A concept or info network can thus be created with spatial relationships serving as a basis to aid users in storing large amounts of various implicit associations and relationships, as well as some explicit ones. This resulting concept or info network is very easy to remember for the users who created it.

Having thus described several illustrative embodiments, it is to be appreciated that various alterations, modifications, and improvements will readily occur to those skilled in the art. Such alterations, modifications, and improvements are intended to form a part of this disclosure, and are intended to be within the spirit and scope of this disclosure. While some examples presented herein involve specific combinations of functions or structural elements, it should be understood that those functions and elements may be combined in other ways according to the present disclosure to accomplish the same or different objectives. In particular, acts, elements, and features discussed in connection with one embodiment are not intended to be excluded from similar or other roles in other embodiments.

Additionally, elements and components described herein may be further divided into additional components or joined together to form fewer components for performing the same functions. For example, the computer system may comprise one or more physical machines, or virtual machines running on one or more physical machines. In addition, the computer system may comprise a cluster of computers or numerous distributed computers that are connected by the Internet or another network.

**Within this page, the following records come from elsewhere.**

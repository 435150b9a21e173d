use std::sync::atomic::{AtomicU32, Ordering};
use std::sync::{Arc, Mutex};
use std::time::Duration;

use lanes_core::classify::ErrorRecord;
use lanes_core::{
    AppBuilder, ErrorKind, Failure, GiveUp, QueueConfig, QueueError, RetryPolicy, Severity,
};
use serde_json::json;
use tokio::time::{Instant, sleep};

fn fast_policy() -> RetryPolicy {
    RetryPolicy::default()
        .with_base_delay(Duration::from_millis(100))
        .with_max_delay(Duration::from_secs(1))
}

#[tokio::test(start_paused = true)]
async fn retries_hold_the_lane_and_keep_fifo() {
    let app = AppBuilder::new().build().unwrap();
    let order = Arc::new(Mutex::new(Vec::new()));
    let calls = Arc::new(AtomicU32::new(0));

    let (log, counter) = (Arc::clone(&order), Arc::clone(&calls));
    let first = app.submit_with_retry("u1", fast_policy(), json!({"op": 1}), move || {
        let log = Arc::clone(&log);
        let n = counter.fetch_add(1, Ordering::SeqCst);
        async move {
            if n == 0 {
                return Err(Failure::network("connection reset").with_code("ECONNRESET"));
            }
            log.lock().unwrap().push(1);
            Ok(1)
        }
    });
    let log = Arc::clone(&order);
    let second = app.submit_with_retry("u1", fast_policy(), json!({"op": 2}), move || {
        let log = Arc::clone(&log);
        async move {
            log.lock().unwrap().push(2);
            Ok::<_, Failure>(2)
        }
    });

    assert_eq!(second.await.unwrap(), 2);
    assert_eq!(first.await.unwrap(), 1);
    assert_eq!(*order.lock().unwrap(), vec![1, 2]);
    assert_eq!(calls.load(Ordering::SeqCst), 2);
}

#[tokio::test(start_paused = true)]
async fn other_keys_are_not_blocked_by_a_stuck_key() {
    let app = AppBuilder::new().build().unwrap();
    let started = Instant::now();

    let stuck = app.queue.enqueue(
        "slow-user",
        || async {
            sleep(Duration::from_secs(20)).await;
            Ok::<_, Failure>(())
        },
        json!(null),
    );
    let quick = app.queue.enqueue("fast-user", || async { Ok::<_, Failure>("hi") }, json!(null));

    assert_eq!(quick.await.unwrap(), "hi");
    assert!(started.elapsed() < Duration::from_secs(1));
    stuck.await.unwrap();
}

#[tokio::test(start_paused = true)]
async fn timed_out_record_is_reported_as_never_ran() {
    let app = AppBuilder::new()
        .queue_config(QueueConfig::default().with_wait_timeout(Duration::from_secs(2)))
        .build()
        .unwrap();

    let blocker = app.queue.enqueue(
        "u1",
        || async {
            sleep(Duration::from_secs(10)).await;
            Ok::<_, Failure>(())
        },
        json!(null),
    );
    let ran = Arc::new(AtomicU32::new(0));
    let counter = Arc::clone(&ran);
    let starved = app.submit_with_retry("u1", fast_policy(), json!({"op": "reply"}), move || {
        counter.fetch_add(1, Ordering::SeqCst);
        async { Ok::<_, Failure>(()) }
    });

    let err = starved.await.unwrap_err();
    assert!(err.is_timeout());
    assert_eq!(ran.load(Ordering::SeqCst), 0);

    let response = app.classifier.handle(&err, json!({"user": "u1"}));
    assert_eq!(response.kind, ErrorKind::Unknown);
    assert!(!response.can_retry);

    blocker.await.unwrap();
    assert_eq!(app.queue.stats().timeout_count, 1);
}

#[tokio::test(start_paused = true)]
async fn non_retryable_failure_is_classified_at_the_boundary() {
    let alerts = Arc::new(Mutex::new(Vec::new()));
    let sink = Arc::clone(&alerts);
    let app = AppBuilder::new()
        .severe_error_hook(move |record: &ErrorRecord| sink.lock().unwrap().push(record.kind))
        .build()
        .unwrap();

    let calls = Arc::new(AtomicU32::new(0));
    let counter = Arc::clone(&calls);
    let done = app.submit_with_retry("u7", fast_policy(), json!(null), move || {
        counter.fetch_add(1, Ordering::SeqCst);
        async { Err::<(), _>(Failure::storage("duplicate row").with_code("23505")) }
    });

    let err = done.await.unwrap_err();
    assert_eq!(calls.load(Ordering::SeqCst), 1);
    match &err {
        QueueError::Operation(retry) => {
            assert_eq!(retry.reason(), Some(GiveUp::NotRetryable));
        }
        other => panic!("unexpected {other:?}"),
    }

    let response = app.classifier.handle(&err, json!({"user": "u7"}));
    assert_eq!(response.kind, ErrorKind::Storage);
    assert_eq!(response.severity, Severity::High);
    assert_eq!(response.message, "This record already exists.");
    assert_eq!(*alerts.lock().unwrap(), vec![ErrorKind::Storage]);
}

#[tokio::test(start_paused = true)]
async fn shutdown_rejects_late_submissions() {
    let app = AppBuilder::new().build().unwrap();
    let report = app.shutdown(Duration::from_secs(1)).await;
    assert!(report.drained);
    assert_eq!(report.cleared, 0);

    let late = app.submit_with_retry("u1", fast_policy(), json!(null), || async {
        Ok::<_, Failure>(())
    });
    let err = late.await.unwrap_err();
    assert_eq!(err.rejection().map(|r| r.code()), Some("QUEUE_CLOSED"));
}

Accordingly, the foregoing description and attached drawings are by way of example only, and are not intended to be limiting.

Claims

1. A computer-implemented method for graphically organizing information on a user computer device, comprising the steps of:

(a) displaying a graphical structure to a user on a graphical user interface of the user computer device, said graphical structure including a plurality of sides;

(b) enabling the user to navigate around the graphical structure using the graphical user interface and to enter one or more subcomponents of said information in at least one of a plurality of sides of the graphical structure such that the subcomponents of information have specified spatial relationships to each other in a given set directions in the graphical structure;

(c) enabling the user to decompose at least one subcomponent of information in one of the sides of the graphical structure into an additional graphical structure such that further subcomponents of said at least one subcomponent of information are displayed in each of a plurality of sides of the additional graphical structure, said further subcomponents of information having specified spatial relationships to each other in a given set directions in the additional graphical structure; and

(d) enabling the user to edit, move, or add subcomponents of information in or to the graphical structure or additional graphical structure, or modify the spatial relationships of the subcomponents or further subcomponents of the information to each other using the graphical user interface.

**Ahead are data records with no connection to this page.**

//! Failure classification.
//!
//! Every failure that is about to reach an actor or an alert goes through
//! [`ErrorClassifier`]. A typed [`Failure`] anywhere in the source chain is used verbatim;
//! otherwise the heuristics guess from message text, status and named codes.

mod heuristics;
mod hook;
mod messages;
mod response;

use std::error::Error;
use std::panic::{AssertUnwindSafe, catch_unwind};
use std::sync::Arc;

use chrono::{DateTime, Utc};
use serde::Serialize;
use tracing::{error, info, warn};

use crate::domain::{ErrorKind, Failure, RequestId, Severity};
use crate::error::{ConfigError, Rejection};

pub use self::hook::{LogSevereErrors, SevereErrorHook};
pub use self::response::ErrorResponse;

/// Normalised description of one failure. Transient; never persisted.
#[derive(Debug, Clone, PartialEq, Serialize)]
pub struct ErrorRecord {
    pub request_id: RequestId,
    pub kind: ErrorKind,
    pub severity: Severity,
    pub retryable: bool,
    pub code: Option<String>,
    pub status: Option<u16>,
    /// Rendered original failure. Logged, never shown to the actor.
    pub cause: String,
    pub timestamp: DateTime<Utc>,
    pub context: serde_json::Map<String, serde_json::Value>,
}

impl ErrorRecord {
    fn new(kind: ErrorKind, cause: String) -> Self {
        Self {
            request_id: RequestId::generate(),
            kind,
            severity: kind.default_severity(),
            retryable: false,
            code: None,
            status: None,
            cause,
            timestamp: Utc::now(),
            context: serde_json::Map::new(),
        }
    }

    /// Merge caller context. Objects are merged key by key; anything else lands under
    /// `"context"`.
    #[must_use]
    pub fn with_context(mut self, context: serde_json::Value) -> Self {
        match context {
            serde_json::Value::Object(map) => self.context.extend(map),
            serde_json::Value::Null => {}
            other => {
                self.context.insert("context".to_owned(), other);
            }
        }
        self
    }
}

/// Codes that are never worth another attempt, whatever the kind.
const NEVER_RETRY: &[&str] = &[
    "invalid_api_key",
    "insufficient_quota",
    "23505",
    "42P01",
    Rejection::TIMEOUT_CODE,
    Rejection::CLEARED_CODE,
    Rejection::CLOSED_CODE,
];

const TRANSIENT: &[&str] = &[
    "rate_limited",
    "429",
    "service_unavailable",
    "500",
    "502",
    "503",
    "504",
    "408",
    "timeout",
    "ETIMEDOUT",
    "ECONNRESET",
    "ECONNREFUSED",
    "EAI_AGAIN",
];

/// serialization_failure, deadlock_detected, admin_shutdown, connection_failure,
/// sqlclient_unable_to_establish_sqlconnection
const STORAGE_TRANSIENT: &[&str] = &["40001", "40P01", "57P01", "08006", "08001"];

/// Kind default plus per-code and per-status overrides.
pub fn retryable_for(kind: ErrorKind, code: Option<&str>, status: Option<u16>) -> bool {
    if code.is_some_and(|c| NEVER_RETRY.contains(&c)) {
        return false;
    }
    if matches!(status, Some(400 | 401 | 403 | 404 | 422)) {
        return false;
    }
    if matches!(kind, ErrorKind::Validation | ErrorKind::Authentication) {
        return false;
    }
    if code.is_some_and(|c| TRANSIENT.contains(&c))
        || matches!(status, Some(408 | 429 | 500 | 502 | 503 | 504))
    {
        return true;
    }
    match kind {
        ErrorKind::Storage => code.is_some_and(|c| STORAGE_TRANSIENT.contains(&c)),
        ErrorKind::Network | ErrorKind::CompletionService | ErrorKind::TransportService => true,
        ErrorKind::ArchivalService | ErrorKind::Unknown => false,
        ErrorKind::Validation | ErrorKind::Authentication => false,
    }
}

fn escalate(kind: ErrorKind, code: Option<&str>) -> Severity {
    match code {
        // the service is unusable until someone acts
        Some("invalid_api_key" | "insufficient_quota" | "42P01") => Severity::Critical,
        _ => kind.default_severity(),
    }
}

pub struct ErrorClassifier {
    hook: Arc<dyn SevereErrorHook>,
}

impl ErrorClassifier {
    pub fn new() -> Self {
        Self::with_hook(LogSevereErrors)
    }

    pub fn with_hook(hook: impl SevereErrorHook + 'static) -> Self {
        Self {
            hook: Arc::new(hook),
        }
    }

    /// Map any failure onto the closed taxonomy. No side effects.
    pub fn classify(&self, err: &(dyn Error + 'static)) -> ErrorRecord {
        let cause = err.to_string();

        let mut current = Some(err);
        while let Some(e) = current {
            if let Some(failure) = e.downcast_ref::<Failure>() {
                return Self::from_failure(failure, cause);
            }
            if let Some(rejection) = e.downcast_ref::<Rejection>() {
                return Self::from_rejection(rejection, cause);
            }
            if e.downcast_ref::<ConfigError>().is_some() {
                return ErrorRecord::new(ErrorKind::Validation, cause);
            }
            current = e.source();
        }

        let evidence = heuristics::Evidence::gather(err);
        let (kind, code) = heuristics::infer(&evidence);
        let mut record = ErrorRecord::new(kind, cause);
        record.severity = escalate(kind, code.as_deref());
        record.retryable = retryable_for(kind, code.as_deref(), evidence.status);
        record.status = evidence.status;
        record.code = code;
        record
    }

    fn from_failure(failure: &Failure, cause: String) -> ErrorRecord {
        let code = failure.code.as_deref();
        let mut record = ErrorRecord::new(failure.kind, cause);
        record.severity = failure
            .severity
            .unwrap_or_else(|| escalate(failure.kind, code));
        record.retryable = failure
            .retryable
            .unwrap_or_else(|| retryable_for(failure.kind, code, failure.status));
        record.code = failure.code.clone();
        record.status = failure.status;
        record
    }

    fn from_rejection(rejection: &Rejection, cause: String) -> ErrorRecord {
        let mut record = ErrorRecord::new(ErrorKind::Unknown, cause);
        record.severity = match rejection {
            Rejection::Timeout { .. } => Severity::Medium,
            Rejection::Cleared { .. } | Rejection::Closed => Severity::Low,
        };
        record.code = Some(rejection.code().to_owned());
        record
    }

    /// Safe text for the actor. Never includes the cause.
    pub fn user_message(&self, record: &ErrorRecord) -> &'static str {
        messages::user_message(record)
    }

    pub fn is_retryable(&self, record: &ErrorRecord) -> bool {
        record.retryable
    }

    /// Operator-facing hint.
    pub fn suggested_action(&self, record: &ErrorRecord) -> &'static str {
        messages::suggested_action(record)
    }

    /// Classify, log at the record's severity, alert on `High`/`Critical`, and build the
    /// response for the actor.
    pub fn handle(&self, err: &(dyn Error + 'static), context: serde_json::Value) -> ErrorResponse {
        let record = self.classify(err).with_context(context);
        let context = serde_json::Value::Object(record.context.clone());

        match record.severity {
            Severity::Low => info!(
                request_id = %record.request_id,
                kind = %record.kind,
                code = record.code.as_deref().unwrap_or("-"),
                %context,
                cause = %record.cause,
                "handled failure"
            ),
            Severity::Medium => warn!(
                request_id = %record.request_id,
                kind = %record.kind,
                code = record.code.as_deref().unwrap_or("-"),
                %context,
                cause = %record.cause,
                "handled failure"
            ),
            Severity::High | Severity::Critical => error!(
                request_id = %record.request_id,
                kind = %record.kind,
                severity = %record.severity,
                code = record.code.as_deref().unwrap_or("-"),
                %context,
                cause = %record.cause,
                "handled failure"
            ),
        }

        if record.severity.is_severe() {
            let hook = AssertUnwindSafe(|| self.hook.on_severe_error(&record));
            if catch_unwind(hook).is_err() {
                error!(request_id = %record.request_id, "severe error hook panicked");
            }
        }

        ErrorResponse {
            success: false,
            request_id: record.request_id,
            kind: record.kind,
            severity: record.severity,
            message: self.user_message(&record).to_owned(),
            can_retry: record.retryable,
            suggested_action: self.suggested_action(&record).to_owned(),
            timestamp: record.timestamp,
        }
    }
}

impl Default for ErrorClassifier {
    fn default() -> Self {
        Self::new()
    }
}

impl std::fmt::Debug for ErrorClassifier {
    fn fmt(&self, f: &mut std::fmt::Formatter<'_>) -> std::fmt::Result {
        f.debug_struct("ErrorClassifier").finish_non_exhaustive()
    }
}
//! Per-lane state machine.
//!
//! ```text
//! absent --enqueue--> Processing --drain empties--> Idle --grace elapsed--> absent
//!                        ^                            |
//!                        +---------- enqueue ---------+
//! ```
//!
//! `LanePhase::Processing` is the lane's only mutual-exclusion device: exactly one drain
//! task owns a lane while it is set, and a second enqueue only appends to `pending`.

use std::collections::VecDeque;
use std::time::Duration;

use tokio::time::Instant;

use super::TaskRecord;
use crate::domain::TaskId;

#[derive(Debug, Clone, Copy, PartialEq, Eq, Hash)]
pub(crate) enum LanePhase {
    /// No drain task owns the lane.
    Idle,
    /// A drain task owns the lane and is running or about to run its front record.
    Processing,
}

/// State kept for one key while it has (or recently had) work.
#[derive(Debug)]
pub(crate) struct LaneState {
    pub(crate) pending: VecDeque<TaskRecord>,
    pub(crate) phase: LanePhase,
    pub(crate) created_at: Instant,
    /// Last enqueue or drain completion; the idle sweep measures the grace period from here.
    pub(crate) last_activity: Instant,
    pub(crate) processed_count: u64,
}

impl LaneState {
    pub(crate) fn new(now: Instant) -> Self {
        Self {
            pending: VecDeque::new(),
            phase: LanePhase::Idle,
            created_at: now,
            last_activity: now,
            processed_count: 0,
        }
    }

    pub(crate) fn depth(&self) -> usize {
        self.pending.len()
    }

    pub(crate) fn is_processing(&self) -> bool {
        self.phase == LanePhase::Processing
    }

    /// Nothing queued and nobody draining.
    pub(crate) fn is_idle(&self) -> bool {
        self.phase == LanePhase::Idle && self.pending.is_empty()
    }

    /// Idle for at least `grace` with no intervening enqueue.
    pub(crate) fn is_reclaimable(&self, now: Instant, grace: Duration) -> bool {
        self.is_idle() && now.saturating_duration_since(self.last_activity) >= grace
    }

    pub(crate) fn oldest_pending_age(&self, now: Instant) -> Option<Duration> {
        self.pending
            .front()
            .map(|record| now.saturating_duration_since(record.enqueued_at))
    }

    /// Remove a still-pending record by id. `None` if it already started or was removed.
    pub(crate) fn take_pending(&mut self, task_id: TaskId) -> Option<TaskRecord> {
        let pos = self
            .pending
            .iter()
            .position(|record| record.task_id == task_id)?;
        self.pending.remove(pos)
    }
}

2. The method of claim 1, further comprising adding supporting information to one or more subcomponents displayed in the graphical structures.

3. The method of claim 2, wherein the supporting information comprises text, images, links, video files, sound files, or document files.

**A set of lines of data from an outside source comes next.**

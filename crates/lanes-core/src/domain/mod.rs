//! Domain model (lane keys, ids, failure taxonomy).

pub mod errors;
pub mod ids;

pub use self::errors::{BoxError, ErrorKind, ExternalFailure, Failure, Severity};
pub use self::ids::{Id, IdMarker, LaneKey, RequestId, TaskId};
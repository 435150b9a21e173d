//! App - アプリケーション層
//!
//! queue / classify / retry を組み合わせて 1 つの `App` にする。
//!
//! # 主要コンポーネント
//! - **AppBuilder**: 設定の検証と組み立て
//! - **ReaperLoop**: 待ち時間切れレコードの回収
//! - **GCLoop**: アイドル lane の回収

pub mod builder;
pub(crate) mod gc_loop;
pub(crate) mod reaper_loop;

pub use self::builder::{App, AppBuilder};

4. The method of claim 1, wherein the subcomponents of information are added to and shown on inside faces of the graphical structures.

5. The method of claim 1, wherein the subcomponents of information are added to and shown on outside faces of the graphical structures.

6. The method of claim 1, wherein the graphical structures comprise cubes, wherein the set of directions comprise six primary directions, each corresponding to one side of the cubes, and wherein the graphical structures form a fractal cubical network.

7. The method of claim 1, wherein the graphical structures comprise polyhedra.

8. The method of claim 7, wherein the polyhedra have different shapes and a varying number of spatial directions.

9. The method of claim 8, wherein the polyhedra comprise a hexagonal prism, an octagonal prism, or a rhombicuboctahedron.

10. The method of claim 1, wherein the graphical structures comprise polygons.

11. The method of claim 1, wherein the graphical structures comprise a hexagon, a flower of life, and enumerated list, a hierarchical tree structure, a color scheme, or a hypercube.

12. The method of claim 1, wherein the graphical structure is shown larger in size than the additional graphical structure.

13. The method of claim 1, wherein the set of directions comprise six primary directions or combinations thereof, polar and azimuth angles of a spherical coordinate system, cardinal directions applied to primary planes, or clock positions and directions.

14. The method of claim 1, wherein step (b) comprises enabling the user to navigate around the graphical structure using the graphical user interface and to enter different subcomponents of said information in each of a plurality of sides of the graphical structure.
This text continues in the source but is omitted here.